Having so thoroughly grounded the adoption process in God’s care for us, who were not his people but who now are called “sons of the living God,” Moore goes on to discuss practical issues dealing with the specifics of adoption (chapters 4-6). Even here, though, he constantly moves back and forth from practical questions to the “big picture” teaching of Scripture. Moore gives “voice of experience” advice for parents who have not been able to have children and for those who support and counsel them, for parents who have children and are considering adoption, and for relatives of adopting parents. He discusses paperwork, finances, international and domestic adoption, open or closed adoption, and the choices regarding age, race, and special needs that adopting parents face.
Adopted for Life is not intended solely for parents considering adoption. Woven throughout are suggestions for how non-adopting believers and entire congregations can—and should—support and encourage parents who choose to adopt. The seventh chapter, “It Takes a Village to Adopt a Child: How Churches Can Encourage Adoption,” deals specifically with this subject, showing not only how a local church can help, but also how it will be helped in carrying out its mission, through helping parents who adopt.
Chapter 8, “Adopted is a Past Tense Verb,” deals with ongoing realities for adoptive parents: making adjustments, learning to discipline, bonding. This chapter points out the importance of how we speak about our adopted children, as we introduce them to others and as we discuss “where they came from” with the children themselves.

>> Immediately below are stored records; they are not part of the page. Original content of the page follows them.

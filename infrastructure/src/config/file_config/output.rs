//! Output and transcript settings from TOML (`[output]`, `[logging]` sections)

use council_domain::OutputFormat;
use serde::{Deserialize, Serialize};
use std::path::PathBuf;

/// Raw output configuration from TOML
#[derive(Debug, Clone, PartialEq, Eq, Serialize, Deserialize)]
#[serde(default)]
pub struct FileOutputConfig {
    /// Output format; `-o` on the command line wins
    pub format: Option<OutputFormat>,
    /// Enable colored terminal output
    pub color: bool,
}

impl Default for FileOutputConfig {
    fn default() -> Self {
        Self {
            format: None,
            color: true,
        }
    }
}

/// Raw `[logging]` section
#[derive(Debug, Clone, Default, PartialEq, Eq, Serialize, Deserialize)]
#[serde(default)]
pub struct FileLoggingConfig {
    /// Directory for JSONL run transcripts; none disables them
    pub transcript_dir: Option<PathBuf>,
}
use super::command::CommandProvider;
use super::openai::OpenAiProvider;
use super::{AdapterSession, ProviderAdapter};
use crate::config::FileProviderConfig;
use async_trait::async_trait;
use council_application::ports::llm_gateway::{GatewayError, LlmGateway, LlmSession};
use council_domain::ProviderId;
use std::collections::BTreeMap;
use std::sync::Arc;
use tracing::{debug, warn};

/// Gateway that routes each call to the adapter registered under its provider id
#[derive(Default)]
pub struct RoutingGateway {
    adapters: BTreeMap<ProviderId, Arc<dyn ProviderAdapter>>,
}

impl RoutingGateway {
    pub fn new() -> Self {
        Self::default()
    }

    pub fn with_provider(mut self, id: impl Into<ProviderId>, adapter: Arc<dyn ProviderAdapter>) -> Self {
        self.adapters.insert(id.into(), adapter);
        self
    }

    /// Build one adapter per `[providers.<id>]` entry
    pub fn from_config(providers: &BTreeMap<String, FileProviderConfig>) -> Self {
        providers
            .iter()
            .fold(Self::new(), |gateway, (id, config)| {
                let adapter: Arc<dyn ProviderAdapter> = match config {
                    FileProviderConfig::Command { program, args } => {
                        Arc::new(CommandProvider::new(program.clone(), args.clone()))
                    }
                    FileProviderConfig::OpenAi {
                        base_url,
                        model,
                        api_key_env,
                        max_tokens,
                    } => Arc::new(OpenAiProvider::new(
                        base_url.clone(),
                        model.clone(),
                        api_key_env.clone(),
                        *max_tokens,
                    )),
                };
                if !adapter.is_available() {
                    warn!(provider = %id, kind = config.kind(), "Provider is not available; calls will fall back");
                }
                debug!(provider = %id, kind = config.kind(), "Registered provider");
                gateway.with_provider(id.as_str(), adapter)
            })
    }

    fn resolve(&self, provider: &ProviderId) -> Result<Arc<dyn ProviderAdapter>, GatewayError> {
        self.adapters
            .get(provider)
            .cloned()
            .ok_or_else(|| {
                GatewayError::ProviderUnavailable(format!("unknown provider '{}'", provider))
            })
    }
}

#[async_trait]
impl LlmGateway for RoutingGateway {
    async fn create_session_with_system_prompt(
        &self,
        provider: &ProviderId,
        system_prompt: &str,
    ) -> Result<Box<dyn LlmSession>, GatewayError> {
        let adapter = self.resolve(provider)?;
        Ok(Box::new(AdapterSession::new(
            provider.clone(),
            system_prompt,
            adapter,
        )))
    }

    fn available_providers(&self) -> Vec<ProviderId> {
        self.adapters
            .iter()
            .filter(|(_, adapter)| adapter.is_available())
            .map(|(id, _)| id.clone())
            .collect()
    }
}

#[cfg(test)]
mod tests {
    use super::*;
    use crate::providers::ProviderKind;

    // -- Mock ProviderAdapter --------------------------------------------------

    struct MockProvider {
        reply: Result<String, GatewayError>,
        available: bool,
    }

    impl MockProvider {
        fn replying(text: &str) -> Arc<dyn ProviderAdapter> {
            Arc::new(Self {
                reply: Ok(text.to_string()),
                available: true,
            })
        }

        fn offline() -> Arc<dyn ProviderAdapter> {
            Arc::new(Self {
                reply: Err(GatewayError::ConnectionError("down".to_string())),
                available: false,
            })
        }
    }

    #[async_trait]
    impl ProviderAdapter for MockProvider {
        fn kind(&self) -> ProviderKind {
            ProviderKind::Command
        }

        fn is_available(&self) -> bool {
            self.available
        }

        async fn complete(&self, system_prompt: &str, prompt: &str) -> Result<String, GatewayError> {
            self.reply
                .clone()
                .map(|text| format!("{} [{}|{}]", text, system_prompt, prompt))
        }
    }

    #[tokio::test]
    async fn test_routes_by_provider_id() {
        let gateway = RoutingGateway::new()
            .with_provider("a", MockProvider::replying("from a"))
            .with_provider("b", MockProvider::replying("from b"));

        let text = gateway
            .invoke(&ProviderId::new("b"), "sys", "hello")
            .await
            .unwrap();
        assert_eq!(text, "from b [sys|hello]");
    }

    #[tokio::test]
    async fn test_unknown_provider_is_unavailable() {
        let gateway = RoutingGateway::new().with_provider("a", MockProvider::replying("x"));
        let err = gateway
            .invoke(&ProviderId::new("zzz"), "sys", "hello")
            .await
            .unwrap_err();
        assert_eq!(
            err,
            GatewayError::ProviderUnavailable("unknown provider 'zzz'".to_string())
        );
    }

    #[tokio::test]
    async fn test_adapter_errors_pass_through() {
        let gateway = RoutingGateway::new().with_provider("down", MockProvider::offline());
        let err = gateway
            .invoke(&ProviderId::new("down"), "", "hello")
            .await
            .unwrap_err();
        assert!(matches!(err, GatewayError::ConnectionError(_)));
    }

    #[tokio::test]
    async fn test_blank_reply_is_empty_response() {
        let gateway = RoutingGateway::new().with_provider("blank", Arc::new(BlankProvider));
        let err = gateway
            .invoke(&ProviderId::new("blank"), "", "hello")
            .await
            .unwrap_err();
        assert_eq!(err, GatewayError::EmptyResponse);
    }

    struct BlankProvider;

    #[async_trait]
    impl ProviderAdapter for BlankProvider {
        fn kind(&self) -> ProviderKind {
            ProviderKind::OpenAi
        }

        fn is_available(&self) -> bool {
            true
        }

        async fn complete(&self, _system_prompt: &str, _prompt: &str) -> Result<String, GatewayError> {
            Ok(" \n".to_string())
        }
    }

    #[test]
    fn test_available_providers_skips_offline() {
        let gateway = RoutingGateway::new()
            .with_provider("up", MockProvider::replying("x"))
            .with_provider("down", MockProvider::offline());
        assert_eq!(gateway.available_providers(), vec![ProviderId::new("up")]);
    }

    #[test]
    fn test_from_config_registers_every_entry() {
        let providers: BTreeMap<String, FileProviderConfig> = toml::from_str(
            r#"
[local]
kind = "command"
program = "agent-council-no-such-binary"

[gpt]
kind = "openai"
model = "gpt-4o"
"#,
        )
        .unwrap();

        let gateway = RoutingGateway::from_config(&providers);
        assert_eq!(gateway.adapters.len(), 2);
        assert_eq!(gateway.available_providers(), vec![ProviderId::new("gpt")]);
    }
}
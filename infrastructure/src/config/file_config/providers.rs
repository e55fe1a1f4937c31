//! Provider table from TOML (`[providers.<id>]` sections)
//!
//! Each entry names one backend the gateway can route to. Roles and the
//! synthesizer refer to entries by their table key.
//!
//! ```toml
//! [providers.claude]
//! kind = "command"
//! program = "claude"
//! args = ["-p"]
//!
//! [providers.gpt]
//! kind = "openai"
//! base_url = "https://api.openai.com/v1"
//! model = "gpt-4o"
//! ```

use serde::{Deserialize, Serialize};

fn default_openai_base_url() -> String {
    "https://api.openai.com/v1".to_string()
}

fn default_api_key_env() -> String {
    "OPENAI_API_KEY".to_string()
}

fn default_max_tokens() -> u32 {
    4096
}

/// One configured backend
#[derive(Debug, Clone, PartialEq, Eq, Serialize, Deserialize)]
#[serde(tag = "kind", rename_all = "lowercase")]
pub enum FileProviderConfig {
    /// Local CLI that reads the prompt on stdin and answers on stdout
    Command {
        program: String,
        #[serde(default)]
        args: Vec<String>,
    },
    /// OpenAI-compatible `/chat/completions` endpoint
    #[serde(rename = "openai")]
    OpenAi {
        #[serde(default = "default_openai_base_url")]
        base_url: String,
        model: String,
        /// Environment variable holding the bearer token
        #[serde(default = "default_api_key_env")]
        api_key_env: String,
        #[serde(default = "default_max_tokens")]
        max_tokens: u32,
    },
}

impl FileProviderConfig {
    pub fn kind(&self) -> &'static str {
        match self {
            FileProviderConfig::Command { .. } => "command",
            FileProviderConfig::OpenAi { .. } => "openai",
        }
    }

    /// Reason the entry cannot be used, if any
    pub fn problem(&self) -> Option<String> {
        match self {
            FileProviderConfig::Command { program, .. } if program.trim().is_empty() => {
                Some("program must not be empty".to_string())
            }
            FileProviderConfig::OpenAi { model, .. } if model.trim().is_empty() => {
                Some("model must not be empty".to_string())
            }
            FileProviderConfig::OpenAi { base_url, .. }
                if !(base_url.starts_with("http://") || base_url.starts_with("https://")) =>
            {
                Some(format!("base_url '{}' is not an http(s) URL", base_url))
            }
            FileProviderConfig::OpenAi { max_tokens: 0, .. } => {
                Some("max_tokens must be greater than 0".to_string())
            }
            _ => None,
        }
    }
}

#[cfg(test)]
mod tests {
    use super::*;
    use std::collections::BTreeMap;

    #[test]
    fn test_deserialize_both_kinds() {
        let toml_str = r#"
[claude]
kind = "command"
program = "claude"
args = ["-p"]

[gpt]
kind = "openai"
model = "gpt-4o"
"#;
        let table: BTreeMap<String, FileProviderConfig> = toml::from_str(toml_str).unwrap();

        assert_eq!(
            table["claude"],
            FileProviderConfig::Command {
                program: "claude".to_string(),
                args: vec!["-p".to_string()],
            }
        );
        match &table["gpt"] {
            FileProviderConfig::OpenAi {
                base_url,
                api_key_env,
                max_tokens,
                ..
            } => {
                assert_eq!(base_url, "https://api.openai.com/v1");
                assert_eq!(api_key_env, "OPENAI_API_KEY");
                assert_eq!(*max_tokens, 4096);
            }
            other => panic!("expected openai, got {:?}", other),
        }
        assert_eq!(table["gpt"].kind(), "openai");
    }

    #[test]
    fn test_unknown_kind_rejected() {
        let result: Result<FileProviderConfig, _> = toml::from_str(
            r#"
kind = "carrier-pigeon"
program = "coo"
"#,
        );
        assert!(result.is_err());
    }

    #[test]
    fn test_problem_detection() {
        let empty = FileProviderConfig::Command {
            program: "  ".to_string(),
            args: vec![],
        };
        assert!(empty.problem().is_some());

        let bad_url = FileProviderConfig::OpenAi {
            base_url: "api.example.com".to_string(),
            model: "m".to_string(),
            api_key_env: "K".to_string(),
            max_tokens: 10,
        };
        assert!(bad_url.problem().unwrap().contains("not an http(s) URL"));

        let fine = FileProviderConfig::Command {
            program: "gemini".to_string(),
            args: vec![],
        };
        assert!(fine.problem().is_none());
    }
}
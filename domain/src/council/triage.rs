//! Adversarial triage: choose the leading draft or declare consensus.
//!
//! Triage makes no external call. It reads the phase-1 round only:
//!
//! 1. Fewer than two drafts: consensus (nothing to weigh the lone draft against)
//! 2. All drafts state the same `POSITION:` line: consensus
//! 3. Mean pairwise keyword similarity at or above the threshold: consensus
//! 4. Otherwise the highest self-reported `CONFIDENCE:` leads; ties go to the
//!    most central draft, then to roster order

use crate::core::text::{jaccard, keywords, normalize};
use crate::council::entities::{Draft, Round};
use crate::council::role::Role;
use serde::{Deserialize, Serialize};
use std::collections::BTreeSet;
use std::sync::Arc;

/// Mean pairwise similarity at which drafts count as agreeing
pub const DEFAULT_CONSENSUS_THRESHOLD: f64 = 0.8;

/// Confidence assumed when a draft does not report one
const NEUTRAL_CONFIDENCE: f64 = 5.0;

/// Why triage declared consensus
#[derive(Debug, Clone, PartialEq, Serialize, Deserialize)]
#[serde(tag = "kind", rename_all = "snake_case")]
pub enum ConsensusReason {
    /// Every draft stated the same position
    MatchingPositions { position: String },
    /// The drafts were near-identical
    HighSimilarity { similarity: f64 },
    /// Only one participant produced a draft
    SingleDraft { role: Role },
}

/// Outcome of the triage step
#[derive(Debug, Clone, PartialEq, Serialize, Deserialize)]
#[serde(tag = "decision", rename_all = "snake_case")]
pub enum TriageDecision {
    /// No clear winner; the attack phase is skipped
    Consensus { reason: ConsensusReason },
    /// This draft will be stress-tested by the others
    Leading {
        role: Role,
        confidence: Option<f64>,
        centrality: f64,
    },
}

impl TriageDecision {
    pub fn leader(&self) -> Option<Role> {
        match self {
            TriageDecision::Leading { role, .. } => Some(*role),
            TriageDecision::Consensus { .. } => None,
        }
    }

    pub fn is_consensus(&self) -> bool {
        matches!(self, TriageDecision::Consensus { .. })
    }
}

/// Extract the `POSITION:` line of a draft, normalized.
pub fn extract_position(text: &str) -> Option<String> {
    marker_value(text, "POSITION:")
        .map(normalize)
        .filter(|p| !p.is_empty())
}

/// Parse the self-reported `CONFIDENCE:` of a draft.
///
/// Accepts `8/10`, `8`, `8.5/10`. Values are clamped to 1-10.
pub fn parse_confidence(text: &str) -> Option<f64> {
    let value = marker_value(text, "CONFIDENCE:")?;
    let number = value.split('/').next()?.trim();
    number
        .trim_matches(|c: char| !c.is_ascii_digit() && c != '.')
        .parse::<f64>()
        .ok()
        .map(|n| n.clamp(1.0, 10.0))
}

/// Value after the last line starting with `marker` (case-insensitive)
fn marker_value<'a>(text: &'a str, marker: &str) -> Option<&'a str> {
    text.lines().rev().find_map(|line| {
        let trimmed = line.trim().trim_start_matches(['*', '-', '#', ' ']);
        let head = trimmed.get(..marker.len())?;
        if head.eq_ignore_ascii_case(marker) {
            Some(trimmed[marker.len()..].trim().trim_end_matches('*').trim())
        } else {
            None
        }
    })
}

/// Draft body without the trailing marker lines, for similarity
fn body_keywords(text: &str) -> BTreeSet<String> {
    let body: Vec<&str> = text
        .lines()
        .filter(|line| {
            let upper = line.trim().trim_start_matches(['*', '-', '#', ' ']).to_uppercase();
            !upper.starts_with("POSITION:") && !upper.starts_with("CONFIDENCE:")
        })
        .collect();
    keywords(&body.join("\n"))
}

/// Run triage over the phase-1 round.
///
/// Returns `None` when the round holds no drafts at all.
pub fn triage(round: &Round, consensus_threshold: f64) -> Option<TriageDecision> {
    let drafts: Vec<&Arc<Draft>> = round.drafts().collect();

    match drafts.as_slice() {
        [] => return None,
        [draft] => {
            return Some(TriageDecision::Consensus {
                reason: ConsensusReason::SingleDraft { role: draft.role },
            });
        }
        _ => {}
    }

    let positions: Vec<Option<String>> =
        drafts.iter().map(|d| extract_position(&d.content)).collect();
    if let Some(Some(first)) = positions.first()
        && positions.iter().all(|p| p.as_ref() == Some(first))
    {
        return Some(TriageDecision::Consensus {
            reason: ConsensusReason::MatchingPositions {
                position: first.clone(),
            },
        });
    }

    let keyword_sets: Vec<BTreeSet<String>> =
        drafts.iter().map(|d| body_keywords(&d.content)).collect();
    let centrality = centrality_scores(&keyword_sets);
    let mean_similarity = centrality.iter().sum::<f64>() / centrality.len() as f64;

    if mean_similarity >= consensus_threshold {
        return Some(TriageDecision::Consensus {
            reason: ConsensusReason::HighSimilarity {
                similarity: mean_similarity,
            },
        });
    }

    let mut best: Option<(usize, f64)> = None;
    for (i, draft) in drafts.iter().enumerate() {
        let score = parse_confidence(&draft.content).unwrap_or(NEUTRAL_CONFIDENCE);
        let better = match best {
            None => true,
            Some((j, best_score)) => {
                score > best_score || (score == best_score && centrality[i] > centrality[j])
            }
        };
        if better {
            best = Some((i, score));
        }
    }

    best.map(|(i, _)| TriageDecision::Leading {
        role: drafts[i].role,
        confidence: parse_confidence(&drafts[i].content),
        centrality: centrality[i],
    })
}

/// Mean similarity of each draft to every other draft.
///
/// The mean of these scores equals the mean pairwise similarity.
fn centrality_scores(sets: &[BTreeSet<String>]) -> Vec<f64> {
    let n = sets.len();
    (0..n)
        .map(|i| {
            let total: f64 = (0..n)
                .filter(|&j| j != i)
                .map(|j| jaccard(&sets[i], &sets[j]))
                .sum();
            total / (n - 1) as f64
        })
        .collect()
}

Adopted for Life is an excellent read. Don’t make the mistake I almost made of not reading this book because you don’t plan to adopt any children. It will refresh your understanding of the blessings of the gospel, reignite your enthusiasm for the church, the household of God, and get you thinking about the part you could have in bringing God’s concern for needy children and God’s life-changing good news to our broken world.
Starr Meade has served as a director of children’s ministries, has taught in a Christian school, and currently teaches classes for home school students. She is the author of seven books, including Training Hearts, Teaching Minds: Family Devotions Based on the Shorter Catechism.